Pero esta situación no se ha experimentado de igual manera, con la circulación del teatro, la danza y las artes visuales, que han visto restringida su experiencia al contacto directo o en vivo con sus manifestaciones. Si bien se editan libros de dramaturgia o de diseño coreográfico o se documentan obras teatrales o de danza en libros ilustrados con fotografías o en piezas audiovisuales, no suele ser el camino mediante el cual los seres humanos experimentamos estos campos.
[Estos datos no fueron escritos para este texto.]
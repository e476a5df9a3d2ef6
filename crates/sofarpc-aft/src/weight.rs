//! Provider traffic weights under regulation.
//!
//! The regulator decides *when* a provider is degraded or restored; a
//! [`WeightStore`] decides *by how much* and is what the load balancer
//! reads. [`InMemoryWeightStore`] is the shipped implementation.

use std::sync::Arc;

use dashmap::DashMap;
use tracing::{debug, info};

use crate::config::FaultToleranceConfigProvider;
use crate::dimension::InvocationStatDimension;
use crate::error::{AftError, Result};

/// Weight of a provider that has been regulated at least once.
#[derive(Debug, Clone, Copy, PartialEq, Eq)]
pub enum CurrentWeight {
    /// Provider receives traffic in proportion to this weight.
    Active(u32),
    /// Provider is fully removed from the pool.
    Removed,
}

/// Regulation phase of a provider held by a weight store.
#[derive(Debug, Clone, Copy, PartialEq, Eq)]
pub enum ProviderStatus {
    /// Weight was cut by a degrade.
    Degraded,
    /// Weight is stepping back toward origin.
    Recovering,
    /// Provider is fully removed.
    Removed,
}

/// Owner of the numeric weight of every regulated provider.
pub trait WeightStore: Send + Sync {
    /// Current weight; `None` when the provider was never regulated.
    fn weight(&self, dimension: &InvocationStatDimension) -> Option<CurrentWeight>;

    /// Cuts the provider's weight, returning the new value.
    fn degrade(&self, dimension: &InvocationStatDimension) -> Result<u32>;

    /// Steps the weight back toward origin; true once origin is reached.
    fn restore(&self, dimension: &InvocationStatDimension) -> Result<bool>;

    /// Drops any regulation state for a provider that left the pool.
    fn forget(&self, _dimension: &InvocationStatDimension) {}

    /// Weight the load balancer should use.
    fn effective_weight(&self, dimension: &InvocationStatDimension) -> u32 {
        match self.weight(dimension) {
            None => dimension.origin_weight(),
            Some(CurrentWeight::Active(weight)) => weight,
            Some(CurrentWeight::Removed) => 0,
        }
    }
}

#[derive(Debug, Clone, Copy)]
struct WeightEntry {
    weight: CurrentWeight,
    status: ProviderStatus,
}

/// Concurrent in-process weight store.
///
/// Degrade multiplies the current weight by the app's degrade rate, never
/// going below the configured floor. Restore multiplies by the recover
/// rate but always gains at least 1, so it reaches origin in a bounded
/// number of steps; at origin the entry is dropped and the provider reads
/// as unregulated again.
pub struct InMemoryWeightStore {
    config: Arc<dyn FaultToleranceConfigProvider>,
    entries: DashMap<InvocationStatDimension, WeightEntry>,
}

impl InMemoryWeightStore {
    /// Creates an empty store reading rates from `config`.
    pub fn new(config: Arc<dyn FaultToleranceConfigProvider>) -> Self {
        Self {
            config,
            entries: DashMap::new(),
        }
    }

    /// Regulation phase, `None` when unregulated.
    pub fn status(&self, dimension: &InvocationStatDimension) -> Option<ProviderStatus> {
        self.entries.get(dimension).map(|entry| entry.status)
    }

    /// Marks the provider fully removed; it receives no traffic.
    pub fn remove(&self, dimension: &InvocationStatDimension) {
        self.entries.insert(
            dimension.clone(),
            WeightEntry {
                weight: CurrentWeight::Removed,
                status: ProviderStatus::Removed,
            },
        );
        info!(provider = %dimension, "provider removed from traffic");
    }

    /// Number of providers currently below origin or removed.
    pub fn regulated_count(&self) -> usize {
        self.entries.len()
    }

    fn removed_error(dimension: &InvocationStatDimension) -> AftError {
        AftError::ProviderRemoved {
            service: dimension.service().to_string(),
            provider: dimension.provider_ip().to_string(),
        }
    }
}

impl WeightStore for InMemoryWeightStore {
    fn weight(&self, dimension: &InvocationStatDimension) -> Option<CurrentWeight> {
        self.entries.get(dimension).map(|entry| entry.weight)
    }

    fn degrade(&self, dimension: &InvocationStatDimension) -> Result<u32> {
        let config = self.config.config(dimension.app_name());
        let origin = dimension.origin_weight();

        let mut entry = self
            .entries
            .entry(dimension.clone())
            .or_insert(WeightEntry {
                weight: CurrentWeight::Active(origin),
                status: ProviderStatus::Degraded,
            });
        let current = match entry.weight {
            CurrentWeight::Active(weight) => weight,
            CurrentWeight::Removed => return Err(Self::removed_error(dimension)),
        };

        let scaled = (current as f64 * config.weight_degrade_rate).floor() as u32;
        let degraded = scaled.max(config.degrade_least_weight).min(current);
        entry.weight = CurrentWeight::Active(degraded);
        entry.status = ProviderStatus::Degraded;

        debug!(provider = %dimension, from = current, to = degraded, "weight degraded");
        Ok(degraded)
    }

    fn restore(&self, dimension: &InvocationStatDimension) -> Result<bool> {
        let origin = dimension.origin_weight();
        let rate = self.config.weight_recover_rate(dimension.app_name());

        let fully_restored = {
            let Some(mut entry) = self.entries.get_mut(dimension) else {
                return Ok(true);
            };
            let current = match entry.weight {
                CurrentWeight::Active(weight) => weight,
                CurrentWeight::Removed => return Err(Self::removed_error(dimension)),
            };

            let scaled = (current as f64 * rate).floor() as u32;
            let stepped = scaled.max(current.saturating_add(1)).min(origin);
            if stepped >= origin {
                true
            } else {
                entry.weight = CurrentWeight::Active(stepped);
                entry.status = ProviderStatus::Recovering;
                debug!(provider = %dimension, from = current, to = stepped, "weight restoring");
                false
            }
        };

        if fully_restored {
            self.entries.remove(dimension);
            debug!(provider = %dimension, weight = origin, "weight back at origin");
        }
        Ok(fully_restored)
    }

    fn forget(&self, dimension: &InvocationStatDimension) {
        self.entries.remove(dimension);
    }
}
Los mismo ocurre en las artes visuales.

La mayor parte de las personas que han estudiado artes visuales durante las últimas 3 décadas, a lo largo y ancho del mundo, han tenido que leer el breve ensayo “la obra de arte en la época de su reproductibilidad técnica” que Walter Benjamin escribió a mediados de los años treinta, cuando Hitler ya gobernaba Alemania.

La peculiaridad de este texto es que parece antagónico a las ideas emergentes en torno al arte moderno que ya por ese entonces habían comenzado a alinear las acciones de instituciones como el museo y la academia, con las del mercado, que celebraban de manera acrítica la idea de que el arte surgiría de una experiencia de originalidad que embebía tanto a las obras y los autores, como a la propia actividad creativa.

El concepto de originalidad hace parte de la herencia que nos dejo el romanticismo y se basa en la valoración de lo único, lo auténtico y lo singular como fundamentos de las obras. Las prácticas del arte en diferentes épocas y culturas se han basado en la adopción de convenciones culturales, de manera que podrían entenderse como la incesante repetición de los mismos códigos. Valorar el arte por su hipotética originalidad parece ignorar la importancia de la repetición o la reproductibilidad dentro de su práctica. En los siglos precedentes a nuestra época se desarrollaron métodos de reproductibilidad técnica, que permitieron serializar la proliferación de imágenes, ya fuera como piezas gráficas o como esculturas múltiples, que luego serían complementados por la fotografía. Sin embargo, estamos aún lejos de considerar que una foto de una obra que circule en internet suscite el mismo deseo de ser vista que una obra “original” en un espacio de exhibición o más aun, que lleguemos a pagar por ella. Sin embargo, desde marzo solo hemos podido acceder a las grandes exposiciones o las nuevas obras de los artistas por sus cuentas de Instagram, sus sitios web o los intercambios generados por las nuevas plataformas virtuales de interacción social.

No, es necesario que logremos entender que es lo que nos impide pensar que ver un libro de un artista o visitar sus obras en las redes sociales o sitios web, es una forma legitima de experimentar su trabajo. La reproductibilidad técnica de la que hablaba Walter Benjamín, al parecer, necesita seguir siendo revisada, porque desde hace décadas que los artistas han estado concibiendo sus proyectos desde el mismo seno de la reproductibilidad, lo que se ha incrementado por las herramientas tecnológicas que no han dejado de emerger. La serialidad llegó para quedarse.